◆ Exercise instructions
Please restate the data exactly, from the first line to the last.

◆ Dataset records
···
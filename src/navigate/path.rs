//! Virtual path resolution
//!
//! Every filesystem operation receives an `FtpPath`: absolute, `/`-rooted,
//! normalized, no trailing slash except for the root itself, and shorter
//! than the path buffer capacity.

use crate::error::PathError;
use std::fmt;

/// Capacity of the working-directory buffer, terminator included.
pub const PATH_CAPACITY: usize = 263;

/// Normalized absolute virtual path
#[derive(Debug, Clone, PartialEq, Eq, Hash)]
pub struct FtpPath(String);

impl FtpPath {
    pub fn root() -> Self {
        FtpPath("/".to_string())
    }

    pub fn as_str(&self) -> &str {
        &self.0
    }

    pub fn is_root(&self) -> bool {
        self.0 == "/"
    }

    /// Parent directory. The root is its own parent.
    pub fn parent(&self) -> FtpPath {
        match self.0.rfind('/') {
            Some(0) | None => FtpPath::root(),
            Some(idx) => FtpPath(self.0[..idx].to_string()),
        }
    }

    /// Joins `name` under this directory by plain concatenation, the way
    /// MKD and RMD address their target.
    pub fn child(&self, name: &str) -> Result<FtpPath, PathError> {
        let joined = if self.is_root() {
            format!("/{}", name)
        } else {
            format!("{}/{}", self.0, name)
        };
        check_capacity(&joined)?;
        Ok(FtpPath(normalize(&joined)))
    }
}

impl Default for FtpPath {
    fn default() -> Self {
        FtpPath::root()
    }
}

impl fmt::Display for FtpPath {
    fn fmt(&self, f: &mut fmt::Formatter<'_>) -> fmt::Result {
        f.write_str(&self.0)
    }
}

impl AsRef<str> for FtpPath {
    fn as_ref(&self) -> &str {
        &self.0
    }
}

/// Resolves a command parameter against the working directory.
///
/// An empty parameter or `/` yields the root. Relative parameters are
/// appended to `cwd`, absolute ones replace it. The joined text must fit
/// the path buffer before it is normalized.
pub fn resolve(cwd: &FtpPath, param: &str) -> Result<FtpPath, PathError> {
    if param.is_empty() || param == "/" {
        return Ok(FtpPath::root());
    }

    let joined = if param.starts_with('/') {
        param.to_string()
    } else if cwd.is_root() {
        format!("/{}", param)
    } else {
        format!("{}/{}", cwd.as_str(), param)
    };

    check_capacity(&joined)?;
    Ok(FtpPath(normalize(&joined)))
}

fn check_capacity(joined: &str) -> Result<(), PathError> {
    if joined.len() >= PATH_CAPACITY {
        return Err(PathError::TooLong {
            len: joined.len(),
            capacity: PATH_CAPACITY,
        });
    }
    Ok(())
}

/// Collapses repeated separators, drops `.` and applies `..` (clamped at
/// the root).
fn normalize(raw: &str) -> String {
    let mut segments: Vec<&str> = Vec::new();
    for segment in raw.split('/') {
        match segment {
            "" | "." => {}
            ".." => {
                segments.pop();
            }
            other => segments.push(other),
        }
    }

    if segments.is_empty() {
        return "/".to_string();
    }

    let mut out = String::with_capacity(raw.len());
    for segment in segments {
        out.push('/');
        out.push_str(segment);
    }
    out
}

#[cfg(test)]
mod tests {
    use super::*;

    fn path(s: &str) -> FtpPath {
        resolve(&FtpPath::root(), s).unwrap()
    }

    #[test]
    fn test_resolve_root_and_empty() {
        let cwd = path("/music");
        assert_eq!(resolve(&cwd, "").unwrap(), FtpPath::root());
        assert_eq!(resolve(&cwd, "/").unwrap(), FtpPath::root());
    }

    #[test]
    fn test_resolve_relative_and_absolute() {
        let cwd = path("/music");
        assert_eq!(resolve(&cwd, "song.mp3").unwrap().as_str(), "/music/song.mp3");
        assert_eq!(resolve(&cwd, "/docs/a.txt").unwrap().as_str(), "/docs/a.txt");
        assert_eq!(resolve(&FtpPath::root(), "a").unwrap().as_str(), "/a");
    }

    #[test]
    fn test_resolve_normalizes() {
        let cwd = path("/a/b");
        assert_eq!(resolve(&cwd, "../c/").unwrap().as_str(), "/a/c");
        assert_eq!(resolve(&cwd, "./x//y").unwrap().as_str(), "/a/b/x/y");
        assert_eq!(resolve(&cwd, "../../../..").unwrap().as_str(), "/");
    }

    #[test]
    fn test_resolve_is_idempotent() {
        let cwd = path("/elsewhere");
        for p in ["/", "/a", "/a/b/c"] {
            assert_eq!(resolve(&cwd, p).unwrap().as_str(), p);
        }
        assert_eq!(resolve(&cwd, "/a/b/").unwrap().as_str(), "/a/b");
    }

    #[test]
    fn test_resolve_rejects_overflow() {
        let long = "x".repeat(PATH_CAPACITY);
        let err = resolve(&FtpPath::root(), &long).unwrap_err();
        assert!(matches!(err, PathError::TooLong { .. }));

        let fits = "y".repeat(PATH_CAPACITY - 2);
        assert!(resolve(&FtpPath::root(), &fits).is_ok());
    }

    #[test]
    fn test_parent() {
        assert_eq!(path("/a/b").parent().as_str(), "/a");
        assert_eq!(path("/a").parent(), FtpPath::root());
        assert_eq!(FtpPath::root().parent(), FtpPath::root());
    }

    #[test]
    fn test_child_concatenates() {
        assert_eq!(FtpPath::root().child("new").unwrap().as_str(), "/new");
        assert_eq!(path("/a").child("new").unwrap().as_str(), "/a/new");
        assert_eq!(path("/a").child("/new").unwrap().as_str(), "/a/new");
    }
}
···
◆ Response box
filename src/navigate/path.rs
//! Virtual path resolution
//!
//! Every filesystem operation receives an `FtpPath`: absolute, `/`-rooted,
//! normalized, no trailing slash except for the root itself, and shorter
//! than the path buffer capacity.

use crate::error::PathError;
use std::fmt;

/// Capacity of the working-directory buffer, terminator included.
pub const PATH_CAPACITY: usize = 263;

/// Normalized absolute virtual path
#[derive(Debug, Clone, PartialEq, Eq, Hash)]
pub struct FtpPath(String);

impl FtpPath {
    pub fn root() -> Self {
        FtpPath("/".to_string())
    }

    pub fn as_str(&self) -> &str {
        &self.0
    }

    pub fn is_root(&self) -> bool {
        self.0 == "/"
    }

    /// Parent directory. The root is its own parent.
    pub fn parent(&self) -> FtpPath {
        match self.0.rfind('/') {
            Some(0) | None => FtpPath::root(),
            Some(idx) => FtpPath(self.0[..idx].to_string()),
        }
    }

    /// Joins `name` under this directory by plain concatenation, the way
    /// MKD and RMD address their target.
    pub fn child(&self, name: &str) -> Result<FtpPath, PathError> {
        let joined = if self.is_root() {
            format!("/{}", name)
        } else {
            format!("{}/{}", self.0, name)
        };
        check_capacity(&joined)?;
        Ok(FtpPath(normalize(&joined)))
    }
}

impl Default for FtpPath {
    fn default() -> Self {
        FtpPath::root()
    }
}

impl fmt::Display for FtpPath {
    fn fmt(&self, f: &mut fmt::Formatter<'_>) -> fmt::Result {
        f.write_str(&self.0)
    }
}

impl AsRef<str> for FtpPath {
    fn as_ref(&self) -> &str {
        &self.0
    }
}

/// Resolves a command parameter against the working directory.
///
/// An empty parameter or `/` yields the root. Relative parameters are
/// appended to `cwd`, absolute ones replace it. The joined text must fit
/// the path buffer before it is normalized.
pub fn resolve(cwd: &FtpPath, param: &str) -> Result<FtpPath, PathError> {
    if param.is_empty() || param == "/" {
        return Ok(FtpPath::root());
    }

    let joined = if param.starts_with('/') {
        param.to_string()
    } else if cwd.is_root() {
        format!("/{}", param)
    } else {
        format!("{}/{}", cwd.as_str(), param)
    };

    check_capacity(&joined)?;
    Ok(FtpPath(normalize(&joined)))
}

fn check_capacity(joined: &str) -> Result<(), PathError> {
    if joined.len() >= PATH_CAPACITY {
        return Err(PathError::TooLong {
            len: joined.len(),
            capacity: PATH_CAPACITY,
        });
    }
    Ok(())
}

/// Collapses repeated separators, drops `.` and applies `..` (clamped at
/// the root).
fn normalize(raw: &str) -> String {
    let mut segments: Vec<&str> = Vec::new();
    for segment in raw.split('/') {
        match segment {
            "" | "." => {}
            ".." => {
                segments.pop();
            }
            other => segments.push(other),
        }
    }

    if segments.is_empty() {
        return "/".to_string();
    }

    let mut out = String::with_capacity(raw.len());
    for segment in segments {
        out.push('/');
        out.push_str(segment);
    }
    out
}

#[cfg(test)]
mod tests {
    use super::*;

    fn path(s: &str) -> FtpPath {
        resolve(&FtpPath::root(), s).unwrap()
    }

    #[test]
    fn test_resolve_root_and_empty() {
        let cwd = path("/music");
        assert_eq!(resolve(&cwd, "").unwrap(), FtpPath::root());
        assert_eq!(resolve(&cwd, "/").unwrap(), FtpPath::root());
    }

    #[test]
    fn test_resolve_relative_and_absolute() {
        let cwd = path("/music");
        assert_eq!(resolve(&cwd, "song.mp3").unwrap().as_str(), "/music/song.mp3");
        assert_eq!(resolve(&cwd, "/docs/a.txt").unwrap().as_str(), "/docs/a.txt");
        assert_eq!(resolve(&FtpPath::root(), "a").unwrap().as_str(), "/a");
    }

    #[test]
    fn test_resolve_normalizes() {
        let cwd = path("/a/b");
        assert_eq!(resolve(&cwd, "../c/").unwrap().as_str(), "/a/c");
        assert_eq!(resolve(&cwd, "./x//y").unwrap().as_str(), "/a/b/x/y");
        assert_eq!(resolve(&cwd, "../../../..").unwrap().as_str(), "/");
    }

    #[test]
    fn test_resolve_is_idempotent() {
        let cwd = path("/elsewhere");
        for p in ["/", "/a", "/a/b/c"] {
            assert_eq!(resolve(&cwd, p).unwrap().as_str(), p);
        }
        assert_eq!(resolve(&cwd, "/a/b/").unwrap().as_str(), "/a/b");
    }

    #[test]
    fn test_resolve_rejects_overflow() {
        let long = "x".repeat(PATH_CAPACITY);
        let err = resolve(&FtpPath::root(), &long).unwrap_err();
        assert!(matches!(err, PathError::TooLong { .. }));

        let fits = "y".repeat(PATH_CAPACITY - 2);
        assert!(resolve(&FtpPath::root(), &fits).is_ok());
    }

    #[test]
    fn test_parent() {
        assert_eq!(path("/a/b").parent().as_str(), "/a");
        assert_eq!(path("/a").parent(), FtpPath::root());
        assert_eq!(FtpPath::root().parent(), FtpPath::root());
    }

    #[test]
    fn test_child_concatenates() {
        assert_eq!(FtpPath::root().child("new").unwrap().as_str(), "/new");
        assert_eq!(path("/a").child("new").unwrap().as_str(), "/a/new");
        assert_eq!(path("/a").child("/new").unwrap().as_str(), "/a/new");
    }
}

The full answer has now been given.